//! Telegram update handlers.
//!
//! The teloxide endpoints only extract ids and check the allow-list; the actual
//! work happens in functions taking `&AppState` so it runs against any
//! `MessagingPort`.

use std::sync::Arc;

use teloxide::{
    prelude::*,
    types::{CallbackQuery, Message},
};

use relay_core::{
    domain::{ChatId, UserId},
    formatting::Dialect,
};

use crate::router::AppState;

mod callback;
mod commands;
mod text;

#[cfg(test)]
mod test_support;

pub async fn handle_callback(
    _bot: Bot,
    q: CallbackQuery,
    state: Arc<AppState>,
) -> ResponseResult<()> {
    let user_id = UserId(q.from.id.0 as i64);
    if !state.cfg.is_user_allowed(user_id) {
        tracing::warn!(
            user_id = user_id.0,
            username = q.from.username.as_deref().unwrap_or("unknown"),
            "unauthorized user tried to use bot buttons"
        );
        return Ok(());
    }

    // Remove the button's loading state first.
    if let Err(e) = state.messenger.answer_callback_query(&q.id, None).await {
        tracing::debug!(error = %e, "answer_callback_query failed");
    }

    let (Some(message), Some(data)) = (q.message.as_ref(), q.data.as_deref()) else {
        return Ok(());
    };
    let chat_id = ChatId(message.chat.id.0);

    tracing::info!(user_id = user_id.0, data, "button pressed");
    if let Err(e) = callback::route(&state, chat_id, user_id, data).await {
        tracing::error!(user_id = user_id.0, error = %e, "callback handling failed");
    }
    Ok(())
}

pub async fn handle_message(_bot: Bot, msg: Message, state: Arc<AppState>) -> ResponseResult<()> {
    let Some(user) = msg.from() else {
        return Ok(());
    };
    let user_id = UserId(user.id.0 as i64);
    if !state.cfg.is_user_allowed(user_id) {
        tracing::warn!(
            user_id = user_id.0,
            username = user.username.as_deref().unwrap_or("unknown"),
            "unauthorized user tried to use bot"
        );
        return Ok(());
    }

    let chat_id = ChatId(msg.chat.id.0);
    let Some(text) = msg.text() else {
        if let Err(e) = state
            .messenger
            .send_text(chat_id, "Only text messages are supported.", Dialect::PlainEmphasis)
            .await
        {
            tracing::warn!(chat_id = chat_id.0, error = %e, "failed to reject non-text message");
        }
        return Ok(());
    };
    tracing::info!(user_id = user_id.0, chars = text.chars().count(), "message received");

    let res = if text.starts_with('/') {
        commands::handle_command(&state, chat_id, user_id, text).await
    } else {
        // Sequentialize chat turns per chat.
        let _guard = state.chat_locks.lock_chat(chat_id.0).await;
        text::handle_text(&state, chat_id, user_id, text).await
    };

    if let Err(e) = res {
        tracing::error!(user_id = user_id.0, error = %e, "message handling failed");
    }
    Ok(())
}
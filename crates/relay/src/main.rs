use std::sync::Arc;

use relay_core::{
    chat::ChatService,
    config::Config,
    reconcile::CostReconciler,
    storage::{FileStore, SettingsStore},
};
use relay_openrouter::{OpenRouterClient, OpenRouterConfig};

#[tokio::main]
async fn main() -> Result<(), relay_core::Error> {
    relay_core::logging::init("relay")?;

    let cfg = Arc::new(Config::load()?);

    let store: Arc<dyn SettingsStore> = Arc::new(FileStore::new(
        cfg.data_dir.clone(),
        cfg.default_model.clone(),
        cfg.default_chat_mode,
    ));

    // One client serves both completions and generation stats.
    let openrouter = Arc::new(OpenRouterClient::new(OpenRouterConfig::from_config(&cfg))?);
    let reconciler = Arc::new(CostReconciler::new(openrouter.clone(), cfg.retry_policy()));

    let chat = Arc::new(ChatService::new(
        store,
        openrouter,
        reconciler,
        cfg.max_message_length,
    ));

    tracing::info!(model = %cfg.default_model, "starting relay");

    relay_telegram::router::run_polling(cfg, chat)
        .await
        .map_err(|e| relay_core::Error::External(format!("telegram bot failed: {e}")))?;

    Ok(())
}
use relay_core::{
    domain::{ChatId, UserId},
    Result,
};

use crate::keyboards::MODEL_PREFIX;
use crate::router::AppState;

use super::commands;

/// Dispatch a button press by its callback data.
pub async fn route(state: &AppState, chat_id: ChatId, user_id: UserId, data: &str) -> Result<()> {
    match data {
        "menu" | "back_to_menu" => commands::main_menu(state, chat_id).await,
        "settings" => commands::settings_menu(state, chat_id).await,
        "expenses" => commands::expenses(state, chat_id, user_id).await,
        "status" => commands::status(state, chat_id, user_id).await,
        "listmodels" => commands::list_models(state, chat_id, user_id).await,
        "clear" => commands::clear_confirmation(state, chat_id).await,
        "confirm_clear" => commands::clear(state, chat_id, user_id).await,
        "cancel_clear" => commands::notice(state, chat_id, "❌ Clear operation cancelled.").await,
        "help" => commands::start(state, chat_id).await,
        "chat_mode" => commands::chat_mode_menu(state, chat_id, user_id).await,
        "change_model" => commands::model_selection_menu(state, chat_id, user_id).await,
        "add_model" => commands::add_model_prompt(state, chat_id).await,
        "mode_with_history" => commands::mode(state, chat_id, user_id, "with_history").await,
        "mode_without_history" => {
            commands::mode(state, chat_id, user_id, "without_history").await
        }
        _ => match data.strip_prefix(MODEL_PREFIX) {
            Some(model) => commands::model(state, chat_id, user_id, model).await,
            None => {
                tracing::warn!(user_id = user_id.0, data, "unknown callback data");
                commands::notice(state, chat_id, "Unknown button action. Please try again.").await
            }
        },
    }
}

#[cfg(test)]
mod tests {
    use super::*;
    use crate::handlers::test_support::harness;
    use crate::keyboards;
    use relay_core::{
        formatting::Dialect,
        storage::ChatMode,
    };

    const CHAT: ChatId = ChatId(42);
    const USER: UserId = UserId(42);

    #[tokio::test]
    async fn model_button_switches_model() {
        let h = harness();
        route(&h.state, CHAT, USER, "model_google/gemini-pro")
            .await
            .unwrap();

        let s = h.state.store.load(USER).await.unwrap();
        assert_eq!(s.current_model, "google/gemini-pro");
        assert!(h.port.last().text.contains("`google/gemini-pro`"));
    }

    #[tokio::test]
    async fn mode_buttons_set_chat_mode() {
        let h = harness();
        route(&h.state, CHAT, USER, "mode_with_history").await.unwrap();
        assert_eq!(
            h.state.store.load(USER).await.unwrap().chat_mode,
            ChatMode::WithHistory
        );

        route(&h.state, CHAT, USER, "mode_without_history")
            .await
            .unwrap();
        assert_eq!(
            h.state.store.load(USER).await.unwrap().chat_mode,
            ChatMode::WithoutHistory
        );
    }

    #[tokio::test]
    async fn clear_asks_before_deleting() {
        let h = harness();
        h.state
            .store
            .add_history_entry(USER, relay_core::storage::Role::User, "keep me")
            .await
            .unwrap();

        route(&h.state, CHAT, USER, "clear").await.unwrap();
        let out = h.port.last();
        assert_eq!(out.keyboard, Some(keyboards::confirmation("clear")));
        assert_eq!(h.state.store.chat_history(USER).await.unwrap().len(), 1);

        route(&h.state, CHAT, USER, "cancel_clear").await.unwrap();
        assert!(h.port.last().text.contains("Clear operation cancelled"));
        assert_eq!(h.state.store.chat_history(USER).await.unwrap().len(), 1);

        route(&h.state, CHAT, USER, "confirm_clear").await.unwrap();
        assert!(h.state.store.chat_history(USER).await.unwrap().is_empty());
    }

    #[tokio::test]
    async fn navigation_buttons_open_screens() {
        let h = harness();
        for (data, keyboard) in [
            ("back_to_menu", keyboards::main_menu()),
            ("settings", keyboards::settings()),
            ("chat_mode", keyboards::chat_mode()),
            ("change_model", keyboards::model_selection()),
            ("add_model", keyboards::back_to_menu()),
            ("help", keyboards::main_menu()),
        ] {
            route(&h.state, CHAT, USER, data).await.unwrap();
            assert_eq!(h.port.last().keyboard, Some(keyboard), "{data}");
        }

        route(&h.state, CHAT, USER, "settings").await.unwrap();
        assert_eq!(h.port.last().dialect, Dialect::StrictEscaped);
    }

    #[tokio::test]
    async fn unknown_button_is_reported() {
        let h = harness();
        route(&h.state, CHAT, USER, "self_destruct").await.unwrap();
        assert!(h.port.last().text.starts_with("Unknown button action."));
        assert_eq!(h.port.all().len(), 1);
    }
}
//! Slash commands and the menu screens shared with button callbacks.

use chrono::Utc;

use relay_core::{
    domain::{ChatId, UserId},
    errors::Error,
    expenses::ExpenseSummary,
    formatting::Dialect,
    messaging::{
        delivery::{deliver, send_menu},
        types::InlineKeyboard,
    },
    storage::{ChatMode, UserSettings},
    Result,
};

use crate::keyboards::{self, POPULAR_MODELS};
use crate::router::AppState;

const WELCOME: &str = "🤖 *Welcome to LLM Chat Bot!*

This bot provides access to various LLM models through OpenRouter.

*Quick Start:*
• Just type any message to chat with the AI
• Use the menu buttons below for settings and commands
• The bot supports advanced formatting

*Features:*
✅ Multiple LLM models support
✅ Chat history modes
✅ Expense tracking
✅ Custom model management
✅ Message splitting for long responses

Use the buttons below to get started!";

const MAIN_MENU: &str = "📋 *Main Menu*

Welcome to your AI assistant! Choose an option below or just start typing to chat with the AI.

*Quick Actions:*
• 💬 Just type a message to chat
• ⚙️ Settings - Configure chat mode and models
• 📊 View expenses and usage statistics
• 🤖 Browse and change AI models

*Features:*
✅ Interactive button controls
✅ Multiple LLM models
✅ Chat history management
✅ Real-time expense tracking

Choose an option below:";

const ADD_MODEL_EXAMPLES: &str = "*Examples:*
• `/addmodel mistralai/mistral-7b-instruct`
• `/addmodel meta-llama/llama-2-70b-chat`
• `/addmodel cohere/command-r-plus`";

const UNKNOWN_COMMAND: &str = "Unknown command. Type /menu to see available commands.";

fn parse_command(text: &str) -> (String, String) {
    // Telegram may send `/cmd@botname arg1 ...`
    let mut parts = text.trim().splitn(2, char::is_whitespace);
    let first = parts.next().unwrap_or("").trim();
    let rest = parts.next().unwrap_or("").trim().to_string();

    let cmd = first
        .trim_start_matches('/')
        .split('@')
        .next()
        .unwrap_or("")
        .to_lowercase();

    (cmd, rest)
}

/// Model ids are interpolated into code spans, so they may not carry backticks.
fn validate_model_name(raw: &str) -> std::result::Result<&str, &'static str> {
    let name = raw.trim();
    if name.is_empty() {
        return Err("❌ Please specify a model name.");
    }
    if name.chars().any(|c| c.is_whitespace() || c == '`') {
        return Err("❌ Invalid model name. Use the `provider/model-name` form.");
    }
    Ok(name)
}

pub async fn handle_command(
    state: &AppState,
    chat_id: ChatId,
    user_id: UserId,
    text: &str,
) -> Result<()> {
    let (cmd, arg) = parse_command(text);
    tracing::debug!(user_id = user_id.0, cmd = %cmd, "command");

    match cmd.as_str() {
        "start" | "help" => start(state, chat_id).await,
        "menu" => main_menu(state, chat_id).await,
        "mode" => mode(state, chat_id, user_id, &arg).await,
        "model" => model(state, chat_id, user_id, &arg).await,
        "addmodel" => add_model(state, chat_id, user_id, &arg).await,
        "listmodels" => list_models(state, chat_id, user_id).await,
        "expenses" => expenses(state, chat_id, user_id).await,
        "clear" => clear(state, chat_id, user_id).await,
        "status" => status(state, chat_id, user_id).await,
        _ => notice(state, chat_id, UNKNOWN_COMMAND).await,
    }
}

// ============== Output helpers ==============

/// Short status or error line.
pub(super) async fn notice(state: &AppState, chat_id: ChatId, text: &str) -> Result<()> {
    deliver(
        &*state.messenger,
        chat_id,
        text,
        Dialect::MarkupEntities,
        state.cfg.max_message_length,
    )
    .await?;
    Ok(())
}

async fn reply(state: &AppState, chat_id: ChatId, text: &str) -> Result<()> {
    deliver(
        &*state.messenger,
        chat_id,
        text,
        Dialect::PlainEmphasis,
        state.cfg.max_message_length,
    )
    .await?;
    Ok(())
}

async fn reply_with(
    state: &AppState,
    chat_id: ChatId,
    text: &str,
    keyboard: InlineKeyboard,
) -> Result<()> {
    send_menu(
        &*state.messenger,
        chat_id,
        text,
        Dialect::PlainEmphasis,
        keyboard,
    )
    .await?;
    Ok(())
}

async fn screen(
    state: &AppState,
    chat_id: ChatId,
    text: &str,
    keyboard: InlineKeyboard,
) -> Result<()> {
    send_menu(
        &*state.messenger,
        chat_id,
        text,
        Dialect::StrictEscaped,
        keyboard,
    )
    .await?;
    Ok(())
}

async fn load_settings(
    state: &AppState,
    chat_id: ChatId,
    user_id: UserId,
) -> Result<Option<UserSettings>> {
    match state.store.load(user_id).await {
        Ok(s) => Ok(Some(s)),
        Err(e) => {
            tracing::error!(user_id = user_id.0, error = %e, "failed to load user settings");
            notice(state, chat_id, "Error retrieving your settings.").await?;
            Ok(None)
        }
    }
}

async fn save_failed(state: &AppState, chat_id: ChatId, user_id: UserId, e: Error) -> Result<()> {
    tracing::error!(user_id = user_id.0, error = %e, "failed to save user settings");
    notice(state, chat_id, "Error saving your settings.").await
}

// ============== Commands ==============

pub(super) async fn start(state: &AppState, chat_id: ChatId) -> Result<()> {
    reply_with(state, chat_id, WELCOME, keyboards::main_menu()).await
}

pub(super) async fn main_menu(state: &AppState, chat_id: ChatId) -> Result<()> {
    reply_with(state, chat_id, MAIN_MENU, keyboards::main_menu()).await
}

pub(super) async fn mode(
    state: &AppState,
    chat_id: ChatId,
    user_id: UserId,
    arg: &str,
) -> Result<()> {
    if arg.trim().is_empty() {
        let Some(settings) = load_settings(state, chat_id, user_id).await? else {
            return Ok(());
        };
        let text = format!(
            "🔧 *Current chat mode:* `{}`\n\n\
*Available modes:*\n\
• `with_history` - AI remembers previous messages\n\
• `without_history` - Each message is independent\n\n\
*Usage:* `/mode with_history` or `/mode without_history`",
            settings.chat_mode
        );
        return reply(state, chat_id, &text).await;
    }

    let Ok(mode) = arg.trim().to_lowercase().parse::<ChatMode>() else {
        return notice(
            state,
            chat_id,
            "❌ Invalid mode. Use: `with_history` or `without_history`",
        )
        .await;
    };

    if let Err(e) = state.store.set_chat_mode(user_id, mode).await {
        return save_failed(state, chat_id, user_id, e).await;
    }
    tracing::info!(user_id = user_id.0, mode = %mode, "chat mode changed");

    let note = match mode {
        ChatMode::WithHistory => "The AI will now remember your previous messages in this session.",
        ChatMode::WithoutHistory => "Each message will be processed independently.",
    };
    let text = format!("✅ Chat mode changed to: `{mode}`\n\n*Note:* {note}");
    reply_with(state, chat_id, &text, keyboards::back_to_menu()).await
}
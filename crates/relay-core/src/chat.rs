//! The relay itself: user text in, model reply out, cost recorded.

use std::{sync::Arc, time::Duration};

use tokio_util::sync::CancellationToken;

use crate::{
    domain::{ChatId, UserId},
    errors::Error,
    formatting::{system_prompt, Dialect},
    llm::{
        client::CompletionClient,
        types::{ChatMessage, CompletionRequest},
    },
    messaging::{delivery::deliver, port::MessagingPort, types::ChatAction},
    reconcile::CostReconciler,
    storage::{ChatMode, ExpenseRecord, Role, SettingsStore},
    Result,
};

/// Prior history entries sent along in `with_history` mode.
pub const HISTORY_WINDOW: usize = 10;

/// Telegram drops the typing indicator after ~5 s.
pub const TYPING_INTERVAL: Duration = Duration::from_secs(4);

#[derive(Clone, Debug, PartialEq)]
pub struct Reply {
    pub text: String,
    pub expense: ExpenseRecord,
}

pub struct ChatService {
    store: Arc<dyn SettingsStore>,
    llm: Arc<dyn CompletionClient>,
    reconciler: Arc<CostReconciler>,
    max_message_length: usize,
}

impl ChatService {
    pub fn new(
        store: Arc<dyn SettingsStore>,
        llm: Arc<dyn CompletionClient>,
        reconciler: Arc<CostReconciler>,
        max_message_length: usize,
    ) -> Self {
        Self {
            store,
            llm,
            reconciler,
            max_message_length,
        }
    }

    pub fn store(&self) -> &Arc<dyn SettingsStore> {
        &self.store
    }

    /// One completion round-trip for `user`, with the expense recorded.
    pub async fn respond(&self, user: UserId, text: &str) -> Result<Reply> {
        let settings = self.store.load(user).await?;

        if let Err(e) = self.store.add_history_entry(user, Role::User, text).await {
            tracing::warn!(user_id = user.0, error = %e, "failed to store user message");
        }

        let mut messages = vec![ChatMessage::new(Role::System, system_prompt())];
        if settings.chat_mode == ChatMode::WithHistory {
            let prior: Vec<_> = settings
                .chat_history
                .iter()
                .filter(|h| h.role != Role::System)
                .collect();
            let start = prior.len().saturating_sub(HISTORY_WINDOW);
            messages.extend(
                prior[start..]
                    .iter()
                    .map(|h| ChatMessage::new(h.role, h.content.clone())),
            );
        }
        messages.push(ChatMessage::new(Role::User, text));

        let model = settings.current_model;
        tracing::debug!(
            user_id = user.0,
            model = %model,
            messages = messages.len(),
            "requesting completion"
        );

        let resp = self
            .llm
            .complete(CompletionRequest::new(model.clone(), messages))
            .await?;
        let reply_text = resp
            .first_text()
            .map(str::to_string)
            .ok_or_else(|| Error::Provider("no response choices returned".to_string()))?;

        let expense = self.reconciler.reconcile(&resp, &model).await;
        if let Err(e) = self.store.add_expense(user, expense.clone()).await {
            tracing::error!(user_id = user.0, error = %e, "failed to record expense");
        }

        tracing::info!(
            user_id = user.0,
            model = %expense.model,
            input_tokens = expense.input_tokens,
            output_tokens = expense.output_tokens,
            cost = expense.cost,
            "reply ready"
        );

        Ok(Reply {
            text: reply_text,
            expense,
        })
    }

    /// Full platform flow for a plain text message.
    ///
    /// Failures of the model call are reported to the user; only failures to
    /// deliver the reply itself are returned.
    pub async fn handle_text(
        &self,
        messenger: &dyn MessagingPort,
        chat_id: ChatId,
        user: UserId,
        text: &str,
    ) -> Result<()> {
        let cancel = CancellationToken::new();
        let typing = keep_typing(messenger, chat_id, cancel.clone());
        let work = async {
            let res = self.respond(user, text).await;
            cancel.cancel();
            res
        };
        let ((), res) = tokio::join!(typing, work);

        match res {
            Ok(reply) => {
                deliver(
                    messenger,
                    chat_id,
                    &reply.text,
                    Dialect::MarkupEntities,
                    self.max_message_length,
                )
                .await?;

                if let Err(e) = self
                    .store
                    .add_history_entry(user, Role::Assistant, &reply.text)
                    .await
                {
                    tracing::warn!(user_id = user.0, error = %e, "failed to store reply");
                }
                Ok(())
            }
            Err(e) => {
                tracing::error!(user_id = user.0, error = %e, "failed to get response");
                let apology = format!("Sorry, there was an error getting a response: {e}");
                deliver(
                    messenger,
                    chat_id,
                    &apology,
                    Dialect::MarkupEntities,
                    self.max_message_length,
                )
                .await?;
                Ok(())
            }
        }
    }
}

async fn keep_typing(messenger: &dyn MessagingPort, chat_id: ChatId, cancel: CancellationToken) {
    loop {
        if let Err(e) = messenger.send_chat_action(chat_id, ChatAction::Typing).await {
            tracing::debug!(chat_id = chat_id.0, error = %e, "typing indicator failed");
        }
        tokio::select! {
            _ = cancel.cancelled() => break,
            _ = tokio::time::sleep(TYPING_INTERVAL) => {}
        }
    }
}
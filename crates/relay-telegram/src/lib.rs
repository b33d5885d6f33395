//! Telegram adapter (teloxide).
//!
//! This crate implements the `relay-core` MessagingPort over the Telegram Bot API
//! and routes incoming updates to the command, callback and chat handlers.

use async_trait::async_trait;

use teloxide::{
    prelude::*,
    types::{InlineKeyboardButton, InlineKeyboardMarkup, ParseMode},
};

use tokio::time::sleep;

pub mod handlers;
pub mod keyboards;
pub mod router;

use relay_core::{
    domain::{ChatId, MessageId, MessageRef},
    errors::Error,
    formatting::Dialect,
    messaging::{
        port::MessagingPort,
        types::{ChatAction, InlineKeyboard, MessagingCapabilities},
    },
    Result,
};

#[derive(Clone)]
pub struct TelegramMessenger {
    bot: Bot,
    max_message_len: usize,
}

impl TelegramMessenger {
    pub fn new(bot: Bot, max_message_len: usize) -> Self {
        Self {
            bot,
            max_message_len,
        }
    }

    fn tg_chat(chat_id: ChatId) -> teloxide::types::ChatId {
        teloxide::types::ChatId(chat_id.0)
    }

    fn map_err(e: teloxide::RequestError) -> Error {
        Error::External(format!("telegram error: {e}"))
    }

    async fn with_retry<T, Fut>(&self, mut op: impl FnMut() -> Fut) -> Result<T>
    where
        Fut: std::future::IntoFuture<Output = std::result::Result<T, teloxide::RequestError>>,
        Fut::IntoFuture: Send,
    {
        const MAX_RETRIES: usize = 1;
        let mut attempts = 0usize;
        loop {
            match op().await {
                Ok(v) => return Ok(v),
                Err(e) => match e {
                    teloxide::RequestError::RetryAfter(d) if attempts < MAX_RETRIES => {
                        attempts += 1;
                        tracing::warn!(retry_after = ?d, "telegram flood control, retrying");
                        sleep(d).await;
                        continue;
                    }
                    other => return Err(Self::map_err(other)),
                },
            }
        }
    }
}

#[allow(deprecated)]
fn parse_mode(dialect: Dialect) -> ParseMode {
    match dialect {
        Dialect::PlainEmphasis => ParseMode::Markdown,
        Dialect::StrictEscaped => ParseMode::MarkdownV2,
        Dialect::MarkupEntities => ParseMode::Html,
    }
}

fn markup(keyboard: InlineKeyboard) -> InlineKeyboardMarkup {
    let rows: Vec<Vec<InlineKeyboardButton>> = keyboard
        .rows
        .into_iter()
        .map(|row| {
            row.into_iter()
                .map(|b| InlineKeyboardButton::callback(b.label, b.callback_data))
                .collect()
        })
        .collect();
    InlineKeyboardMarkup::new(rows)
}

#[async_trait]
impl MessagingPort for TelegramMessenger {
    fn capabilities(&self) -> MessagingCapabilities {
        MessagingCapabilities {
            supports_chat_actions: true,
            supports_inline_keyboards: true,
            max_message_len: self.max_message_len,
        }
    }

    async fn send_text(&self, chat_id: ChatId, text: &str, dialect: Dialect) -> Result<MessageRef> {
        let msg = self
            .with_retry(|| {
                self.bot
                    .send_message(Self::tg_chat(chat_id), text.to_string())
                    .parse_mode(parse_mode(dialect))
            })
            .await?;

        Ok(MessageRef {
            chat_id,
            message_id: MessageId(msg.id.0),
        })
    }

    async fn send_with_keyboard(
        &self,
        chat_id: ChatId,
        text: &str,
        dialect: Dialect,
        keyboard: InlineKeyboard,
    ) -> Result<MessageRef> {
        let markup = markup(keyboard);

        let msg = self
            .with_retry(|| {
                self.bot
                    .send_message(Self::tg_chat(chat_id), text.to_string())
                    .parse_mode(parse_mode(dialect))
                    .reply_markup(markup.clone())
            })
            .await?;

        Ok(MessageRef {
            chat_id,
            message_id: MessageId(msg.id.0),
        })
    }

    async fn send_chat_action(&self, chat_id: ChatId, action: ChatAction) -> Result<()> {
        let tg_action = match action {
            ChatAction::Typing => teloxide::types::ChatAction::Typing,
        };
        self.with_retry(|| self.bot.send_chat_action(Self::tg_chat(chat_id), tg_action))
            .await?;
        Ok(())
    }

    async fn answer_callback_query(&self, callback_id: &str, text: Option<&str>) -> Result<()> {
        self.with_retry(|| {
            let mut req = self.bot.answer_callback_query(callback_id.to_string());
            if let Some(t) = text {
                req = req.text(t.to_string());
            }
            req
        })
        .await?;
        Ok(())
    }
}
//! Turns a completion into exactly one billed [`ExpenseRecord`].
//!
//! Authoritative numbers come from the provider's generation stats when they
//! become available in time; otherwise the price table estimates the cost from
//! the normalized usage.

use std::{sync::Arc, time::Duration};

use chrono::Utc;

use crate::{
    llm::{
        client::GenerationStatsSource,
        types::{CompletionResponse, GenerationStats, StatsResponse},
    },
    pricing::PriceTable,
    storage::ExpenseRecord,
};

/// Linear backoff for pending stats: the wait before retry `n` is `n * backoff_step`.
#[derive(Clone, Copy, Debug, PartialEq, Eq)]
pub struct RetryPolicy {
    pub max_attempts: u32,
    pub backoff_step: Duration,
}

impl Default for RetryPolicy {
    fn default() -> Self {
        Self {
            max_attempts: 5,
            backoff_step: Duration::from_secs(1),
        }
    }
}

pub struct CostReconciler {
    stats: Arc<dyn GenerationStatsSource>,
    policy: RetryPolicy,
    prices: PriceTable,
}

impl CostReconciler {
    pub fn new(stats: Arc<dyn GenerationStatsSource>, policy: RetryPolicy) -> Self {
        Self {
            stats,
            policy,
            prices: PriceTable::default(),
        }
    }

    pub fn with_prices(mut self, prices: PriceTable) -> Self {
        self.prices = prices;
        self
    }

    /// Never fails: every lookup problem degrades to the price-table estimate.
    pub async fn reconcile(
        &self,
        completion: &CompletionResponse,
        requested_model: &str,
    ) -> ExpenseRecord {
        let stats = match completion.id.as_deref().filter(|id| !id.is_empty()) {
            Some(id) => self.lookup(id).await,
            None => None,
        };

        let mut record = match stats {
            Some(stats) => {
                let record = from_stats(&stats, completion, requested_model);
                tracing::debug!(
                    id = %stats.id,
                    cost = record.cost,
                    native_tokens = record.input_tokens + record.output_tokens,
                    "generation stats"
                );
                record
            }
            None => {
                let usage = completion.usage;
                tracing::warn!(model = requested_model, "using estimated cost");
                ExpenseRecord {
                    timestamp: Utc::now(),
                    model: requested_model.to_string(),
                    input_tokens: usage.prompt_tokens,
                    output_tokens: usage.completion_tokens,
                    cost: self.prices.estimate(
                        requested_model,
                        usage.prompt_tokens,
                        usage.completion_tokens,
                    ),
                }
            }
        };

        if !record.cost.is_finite() || record.cost < 0.0 {
            record.cost = 0.0;
        }
        record
    }

    async fn lookup(&self, id: &str) -> Option<GenerationStats> {
        let attempts = self.policy.max_attempts.max(1);
        let mut last = StatsResponse::Pending;

        for attempt in 1..=attempts {
            match self.stats.fetch(id).await {
                Err(e) => {
                    tracing::warn!(id, error = %e, "generation stats lookup failed");
                    return None;
                }
                Ok(StatsResponse::Pending) => {
                    last = StatsResponse::Pending;
                    if attempt < attempts {
                        tokio::time::sleep(self.policy.backoff_step * attempt).await;
                    }
                }
                Ok(other) => {
                    last = other;
                    break;
                }
            }
        }

        match last {
            StatsResponse::Ready(stats) => Some(stats),
            StatsResponse::Pending => {
                tracing::warn!(id, attempts, "generation stats still pending");
                None
            }
            StatsResponse::Failed { status, body } => {
                tracing::warn!(id, status, body = %body, "generation stats unavailable");
                None
            }
        }
    }
}

fn from_stats(
    stats: &GenerationStats,
    completion: &CompletionResponse,
    requested_model: &str,
) -> ExpenseRecord {
    let model = if stats.model.is_empty() {
        requested_model.to_string()
    } else {
        stats.model.clone()
    };

    ExpenseRecord {
        timestamp: Utc::now(),
        model,
        input_tokens: stats
            .native_tokens_prompt
            .or(stats.tokens_prompt)
            .unwrap_or(completion.usage.prompt_tokens),
        output_tokens: stats
            .native_tokens_completion
            .or(stats.tokens_completion)
            .unwrap_or(completion.usage.completion_tokens),
        cost: stats.total_cost,
    }
}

++++++

What you should do:
Please find every line in the records above that holds the word "Some" and copy it.

Answer area:
    let (Some(message), Some(data)) = (q.message.as_ref(), q.data.as_deref()) else {
    let Some(user) = msg.from() else {
    let Some(text) = msg.text() else {
            Some(model) => commands::model(state, chat_id, user_id, model).await,
        assert_eq!(out.keyboard, Some(keyboards::confirmation("clear")));
            assert_eq!(h.port.last().keyboard, Some(keyboard), "{data}");
        Ok(s) => Ok(Some(s)),
        let Some(settings) = load_settings(state, chat_id, user_id).await? else {
            if let Some(t) = text {
            Some(id) => self.lookup(id).await,
            Some(stats) => {
            StatsResponse::Ready(stats) => Some(stats),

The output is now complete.